Climate Models Neglect Methane Feedbacks-the Most Serious Scenario for Runaway Climate Change


Runaway climate change describes a scenario in which the climate system passes a threshold after which positive feedback loops cause the climate to continue changing, even absent further external forcings. The runaway climate change continues until it is overpowered by negative feedback effects which cause the climate system to restabilise at a new state. This has happened before many times in Earth's long history but, as in the case of the Paleocene Eocene Thermal Maximum [PETM] - often referred to as the great dying) - the runaway climate change happened over 1-2 thousand year time period.
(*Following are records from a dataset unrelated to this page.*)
//! Local key-value persistence
//!
//! Saved prompts and settings go through a small string-keyed store, the same
//! shape as browser local storage: values are serialized JSON documents and a
//! missing or unreadable value falls back to a caller-supplied default.

pub mod file;
pub mod memory;

pub use file::FileStore;
pub use memory::MemoryStore;

use crate::Result;
use serde::de::DeserializeOwned;
use serde::Serialize;

pub trait KeyValueStore: Send + Sync {
    fn get(&self, key: &str) -> Result<Option<String>>;
    fn set(&self, key: &str, value: &str) -> Result<()>;
    fn remove(&self, key: &str) -> Result<()>;
}

/// Read and deserialize `key`, returning `default` on absence or any failure.
pub fn load_or<T: DeserializeOwned>(store: &dyn KeyValueStore, key: &str, default: T) -> T {
    match store.get(key) {
        Ok(Some(raw)) => serde_json::from_str(&raw).unwrap_or_else(|e| {
            tracing::warn!("Ignoring unreadable stored value for {}: {}", key, e);
            default
        }),
        Ok(None) => default,
        Err(e) => {
            tracing::warn!("Failed to read {} from store: {}", key, e);
            default
        }
    }
}

pub fn save<T: Serialize + ?Sized>(store: &dyn KeyValueStore, key: &str, value: &T) -> Result<()> {
    let raw = serde_json::to_string(value)?;
    store.set(key, &raw)
}
//! OpenRouter chat-completion payloads.

use serde::{Deserialize, Serialize};

/// Request body for chat completions.
#[derive(Debug, Serialize)]
pub struct ChatCompletionRequest {
    pub model: String,
    pub messages: Vec<ChatMessage>,
    pub response_format: ResponseFormat,
    pub temperature: f64,
    pub top_p: f64,
}

/// Structured response-format directive (`{"type": "json_object"}`).
#[derive(Debug, Serialize, Clone)]
pub struct ResponseFormat {
    #[serde(rename = "type")]
    pub format_type: String,
}

impl ResponseFormat {
    pub fn json_object() -> Self {
        Self {
            format_type: "json_object".to_string(),
        }
    }
}

/// Chat message object.
#[derive(Debug, Serialize, Deserialize)]
pub struct ChatMessage {
    pub role: String,
    #[serde(default)]
    pub content: Option<String>,
}

impl ChatMessage {
    pub fn system(content: String) -> Self {
        Self {
            role: "system".to_string(),
            content: Some(content),
        }
    }

    pub fn user(content: String) -> Self {
        Self {
            role: "user".to_string(),
            content: Some(content),
        }
    }
}

/// Top-level chat completion response.
#[derive(Debug, Deserialize)]
pub struct ChatCompletionResponse {
    #[serde(default)]
    pub choices: Vec<ChatChoice>,
}

/// Single choice item returned by chat completions.
#[derive(Debug, Deserialize)]
pub struct ChatChoice {
    pub message: ChatMessage,
    pub finish_reason: Option<String>,
}

/// Error envelope returned with non-success statuses.
#[derive(Debug, Deserialize)]
pub struct ErrorResponse {
    pub error: ErrorDetail,
}

#[derive(Debug, Deserialize)]
pub struct ErrorDetail {
    pub message: Option<String>,
}
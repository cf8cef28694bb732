pub mod client;
pub mod types;
pub mod vision;

pub use vision::GeminiVisionClient;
Unfortunately, the warming that is occurring in our era is at least ten times faster than it was in the PETM. For this reason, it's impossible to rule out any catastrophic global warming scenario. Currently, climate models do not incorporate the effects of methane released from melting permafrost, which means even the most extreme warming scenarios the models have projected from the limited parameters they now utilize aren't extreme enough. Studies focusing on the PETM time period estimate that several thousand gton C of methane were released into the atmosphere. Recent land and sea base observations in the Siberian arctic show increased rates significantly above previous estimates.
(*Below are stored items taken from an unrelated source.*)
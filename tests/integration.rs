use serde_json::json;
use std::sync::Arc;
use std::time::Duration;
use wallpaper_prompts::{
    ai::{MockCategoryPromptClient, MockImagePromptClient, OpenRouterChatClient},
    app::{App, AppServices},
    models::{ImageInput, Mode, PromptRecord},
    session::{SessionStatus, FAVORITES_KEY, HISTORY_KEY, HISTORY_LIMIT},
    settings::{Settings, Theme},
    store::{FileStore, KeyValueStore, MemoryStore},
};
use wiremock::matchers::{method, path};
use wiremock::{Mock, MockServer, ResponseTemplate};

fn build_app(
    category: MockCategoryPromptClient,
    image: MockImagePromptClient,
    store: Arc<dyn KeyValueStore>,
) -> App {
    App::with_services(
        AppServices {
            category: Box::new(category),
            image: Box::new(image),
            store,
        },
        Settings::default(),
    )
}

fn texts(records: &[&PromptRecord]) -> Vec<String> {
    records.iter().map(|r| r.text.clone()).collect()
}

#[tokio::test]
async fn test_favorite_and_edit_survive_restart() {
    let dir = tempfile::tempdir().unwrap();
    let state_path = dir.path().join("state.json");

    let first_id = {
        let store: Arc<dyn KeyValueStore> = Arc::new(FileStore::new(state_path.clone()));
        let mut app = build_app(
            MockCategoryPromptClient::new().with_prompts(&["A", "B", "C", "D", "E"]),
            MockImagePromptClient::new(),
            store,
        );

        let status = app
            .generate_from_category("Landscapes", "Anime", false)
            .await;
        assert_eq!(status, SessionStatus::Displayed);
        assert_eq!(
            texts(&app.session().current_batch()),
            vec!["A", "B", "C", "D", "E"]
        );

        let id = app.session().current_batch()[0].id.to_string();
        app.toggle_favorite(&id).unwrap();
        app.edit_prompt(&id, "A, golden hour").unwrap();
        id
    };

    let store: Arc<dyn KeyValueStore> = Arc::new(FileStore::new(state_path));
    let app = build_app(
        MockCategoryPromptClient::new(),
        MockImagePromptClient::new(),
        store,
    );

    let favorites = app.session().favorites();
    assert_eq!(favorites.len(), 1);
    assert_eq!(favorites[0].id.to_string(), first_id);
    assert_eq!(favorites[0].text, "A, golden hour");
    assert!(favorites[0].is_favorite);

    let history = app.session().history();
    assert_eq!(history.len(), 1);
    assert_eq!(history[0][0].text, "A, golden hour");
    assert!(history[0][0].is_favorite);
    assert_eq!(app.session().status(), SessionStatus::Idle);
    assert!(app.session().current_batch().is_empty());
}

#[tokio::test]
async fn test_history_is_capped_newest_first() {
    let store = MemoryStore::new();
    let mut app = build_app(
        MockCategoryPromptClient::new().with_prompts(&["prompt"]),
        MockImagePromptClient::new(),
        Arc::new(store.clone()),
    );

    for _ in 0..HISTORY_LIMIT + 2 {
        app.generate_from_category("Abstract", "Vintage", false)
            .await;
    }

    let newest = app.session().current_batch()[0].id;
    let history = app.session().history();
    assert_eq!(history.len(), HISTORY_LIMIT);
    assert_eq!(history[0][0].id, newest);

    let stored: Vec<Vec<PromptRecord>> =
        serde_json::from_str(&store.get(HISTORY_KEY).unwrap().unwrap()).unwrap();
    assert_eq!(stored.len(), HISTORY_LIMIT);
}

#[tokio::test]
async fn test_failure_keeps_previous_state() {
    let store = MemoryStore::new();
    let category = MockCategoryPromptClient::new().with_prompts(&["first"]);
    let mut app = build_app(
        category,
        MockImagePromptClient::new().with_format_error("not json"),
        Arc::new(store.clone()),
    );

    app.generate_from_category("Animals", "Anime", false).await;
    let status = app
        .generate_from_image(&ImageInput::from_bytes(&[0xFF, 0xD8, 0xFF, 0xE0]))
        .await;

    assert_eq!(status, SessionStatus::Failed);
    assert_eq!(app.session().mode(), Mode::Image);
    assert_eq!(
        app.session().last_error(),
        Some("The AI returned an unexpected format. Please try again.")
    );
    assert!(app.session().current_batch().is_empty());
    assert_eq!(app.session().history().len(), 1);
    assert_eq!(store.get(FAVORITES_KEY).unwrap(), None);
}

#[tokio::test]
async fn test_openrouter_rejection_surfaces_provider_message() {
    let server = MockServer::start().await;
    Mock::given(method("POST"))
        .and(path("/api/v1/chat/completions"))
        .respond_with(
            ResponseTemplate::new(401).set_body_json(json!({"error": {"message": "bad key"}})),
        )
        .expect(1)
        .mount(&server)
        .await;

    let client = OpenRouterChatClient::new(
        "sk-or-wrong".to_string(),
        "google/gemini-flash-1.5".to_string(),
        Duration::from_secs(5),
    )
    .with_base_url(server.uri());

    let mut app = App::with_services(
        AppServices {
            category: Box::new(client),
            image: Box::new(MockImagePromptClient::new()),
            store: Arc::new(MemoryStore::new()),
        },
        Settings::default(),
    );

    let status = app
        .generate_from_category("Cityscapes", "Cyberpunk", true)
        .await;

    assert_eq!(status, SessionStatus::Failed);
    assert_eq!(
        app.session().last_error(),
        Some("OpenRouter API Error: bad key")
    );
    assert!(app.session().history().is_empty());
}

#[tokio::test]
async fn test_missing_openrouter_key_sends_nothing() {
    let server = MockServer::start().await;
    Mock::given(method("POST"))
        .respond_with(ResponseTemplate::new(200))
        .expect(0)
        .mount(&server)
        .await;

    let client = OpenRouterChatClient::new(
        String::new(),
        "google/gemini-flash-1.5".to_string(),
        Duration::from_secs(5),
    )
    .with_base_url(server.uri());

    let mut app = App::with_services(
        AppServices {
            category: Box::new(client),
            image: Box::new(MockImagePromptClient::new()),
            store: Arc::new(MemoryStore::new()),
        },
        Settings::default(),
    );

    let status = app
        .generate_from_category("Landscapes", "Anime", false)
        .await;

    assert_eq!(status, SessionStatus::Failed);
    assert_eq!(
        app.session().last_error(),
        Some("OpenRouter API Key is missing. Please add it in the settings.")
    );
}

#[tokio::test]
async fn test_openrouter_fenced_object_response_end_to_end() {
    let server = MockServer::start().await;
    Mock::given(method("POST"))
        .and(path("/api/v1/chat/completions"))
        .respond_with(ResponseTemplate::new(200).set_body_json(json!({
            "choices": [{
                "message": {
                    "role": "assistant",
                    "content": "```json\n{\"prompts\": [\"misty fjord\", \"aurora over ice\"]}\n```"
                }
            }]
        })))
        .mount(&server)
        .await;

    let client = OpenRouterChatClient::new(
        "sk-or-1".to_string(),
        "google/gemini-flash-1.5".to_string(),
        Duration::from_secs(5),
    )
    .with_base_url(server.uri());

    let mut app = App::with_services(
        AppServices {
            category: Box::new(client),
            image: Box::new(MockImagePromptClient::new()),
            store: Arc::new(MemoryStore::new()),
        },
        Settings::default(),
    );

    let status = app
        .generate_from_category("Landscapes", "Photorealistic", false)
        .await;

    assert_eq!(status, SessionStatus::Displayed);
    assert_eq!(
        texts(&app.session().current_batch()),
        vec!["misty fjord", "aurora over ice"]
    );
}

#[tokio::test]
async fn test_corrupt_state_file_recovers_on_next_write() {
    let dir = tempfile::tempdir().unwrap();
    let state_path = dir.path().join("state.json");
    std::fs::write(&state_path, "{ not json").unwrap();

    {
        let store: Arc<dyn KeyValueStore> = Arc::new(FileStore::new(state_path.clone()));
        let mut app = build_app(
            MockCategoryPromptClient::new().with_prompts(&["dune sea", "salt flats"]),
            MockImagePromptClient::new(),
            store,
        );

        assert!(app.session().favorites().is_empty());
        assert!(app.session().history().is_empty());

        app.generate_from_category("Landscapes", "Anime", false)
            .await;
        let id = app.session().current_batch()[0].id.to_string();
        app.toggle_favorite(&id).unwrap();
        app.set_theme(Theme::Green).unwrap();
    }

    let store = Arc::new(FileStore::new(state_path));
    let reloaded = build_app(
        MockCategoryPromptClient::new(),
        MockImagePromptClient::new(),
        store.clone(),
    );

    assert_eq!(reloaded.session().history().len(), 1);
    assert_eq!(texts(&reloaded.session().favorites()), vec!["dune sea"]);
    assert_eq!(Settings::load(store.as_ref()).theme, Theme::Green);
}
The methane feedback loops are very serious but a spike in atmospheric methane concentration could set off abrupt catastrophic global warming. The most dangerous cause for such a spike is rapid clathrate breakdown. Clathrates [another name for methane hydrates] form when plankton and other tiny organisms in the ocean die and slowly drift to the seabed. Microorganisms feeding on the dead material emit methane. "This undersea methane bubbles up," Michael Mann writes, "but it quickly encounters the extremely cold water in the pores of the sediment. Under the high pressure of these cold depths, water and methane react to each other: water lattices link into crystalline lattices that trap methane molecules."

Sea ice, and the cold conditions it sustains, serves to stabilise methane deposits on and near the shoreline  preventing the clathrate breaking down and outgassing methane into the atmosphere and causing further warming. Melting of this ice will release large quantities of methane, a powerful greenhouse gas into the atmosphere, causing further warming in a strong positive feedback loop.
According to the US Geological Survey, the seabed methane hydrate fossil fuel resource is stupefyingly vast. By a conservative estimate, it's more than two times greater than all other known fossil fuels on earth. The United States Department of Energy National Laboratory system identified potential clathrate destabilization in the Arctic as one the most serious scenarios for abrupt climate change.
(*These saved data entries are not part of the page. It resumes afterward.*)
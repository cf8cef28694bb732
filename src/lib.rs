//! Wallpaper prompt generator.
//!
//! Asks an LLM provider for short image-generation prompts, either from a
//! category/visual-style selection (OpenRouter) or from an uploaded image
//! (Gemini), and keeps favorites, edits and a bounded generation history in a
//! persisted key-value store.

pub mod ai;
pub mod app;
pub mod catalog;
pub mod error;
pub mod models;
pub mod normalize;
pub mod prompts;
pub mod session;
pub mod settings;
pub mod store;

pub use error::{Error, Result};
use super::types::{GenerateContentRequest, GenerateContentResponse};
use crate::{Error, Result};
use reqwest::{Client, Response};
use std::time::Duration;

const GOOGLE_AI_BASE_URL: &str = "https://generativelanguage.googleapis.com";

/// Transport for the Generative Language `generateContent` endpoint.
pub struct GeminiHttpClient {
    client: Client,
    pub(crate) api_key: String,
    model: String,
    base_url: String,
    timeout: Duration,
}

impl GeminiHttpClient {
    /// Accepts either a bare model ID or the `models/<id>` resource name.
    pub fn new_with_client(api_key: String, model: String, timeout: Duration, client: Client) -> Self {
        let model = match model.strip_prefix("models/") {
            Some(bare) => bare.to_string(),
            None => model,
        };

        Self {
            client,
            api_key,
            model,
            base_url: GOOGLE_AI_BASE_URL.to_string(),
            timeout,
        }
    }

    pub fn with_base_url(mut self, base_url: String) -> Self {
        self.base_url = base_url.trim_end_matches('/').to_string();
        self
    }

    pub fn model(&self) -> &str {
        &self.model
    }

    fn endpoint(&self) -> String {
        format!("{}/v1beta/models/{}:generateContent", self.base_url, self.model)
    }

    pub async fn generate_content(
        &self,
        request: &GenerateContentRequest,
    ) -> Result<GenerateContentResponse> {
        let response = self
            .client
            .post(self.endpoint())
            .timeout(self.timeout)
            .header("x-goog-api-key", &self.api_key)
            .json(request)
            .send()
            .await
            .inspect_err(|e| tracing::error!("Gemini request did not complete: {}", e))?;

        let response = Self::check_status(response).await?;

        let body = response.text().await?;
        serde_json::from_str(&body).map_err(|e| {
            tracing::error!("Undecodable Gemini envelope: {} ({})", e, body);
            Error::AiProvider(format!("unreadable Gemini response: {}", e))
        })
    }

    async fn check_status(response: Response) -> Result<Response> {
        let status = response.status();
        if status.is_success() {
            return Ok(response);
        }

        let body = response.text().await.unwrap_or_default();
        tracing::error!("Gemini rejected request with {}: {}", status, body);
        Err(Error::AiProvider(format!("Gemini responded with {}", status)))
    }
}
Arctic methane release is only one of the serious positive feedback loops climate models ignore. They also ignore the release of methane from permafrost regions around the Arctic where stores are released by bacteria [methanogenesis] consuming the now rotting biomass. Other serious runaway climate change feedback loops ignored by climate models include the ice-albedo feedback - where the advance or retreat of ice cover alters the 'whiteness' of the earth, and its ability to absorb the sun's energy - and the dying and burning of forests.

Of all the known problems and uncertainties The Mud Report has tried to talk about recently none are more serious than the continued underestimation by the climate 'consensus' of abrupt and catastrophic climate change caused by the feedback loops that are purposefully being ignored because their effects are not easily quantifiable by the scientific mindset and their dangerous implications are uncomfortable for the corporations and the politicians they own . More serious yet though are the unknown-unknowns - black swan events caused nature's dramatic non-linear phenomena - lurking and laughing at our hubris.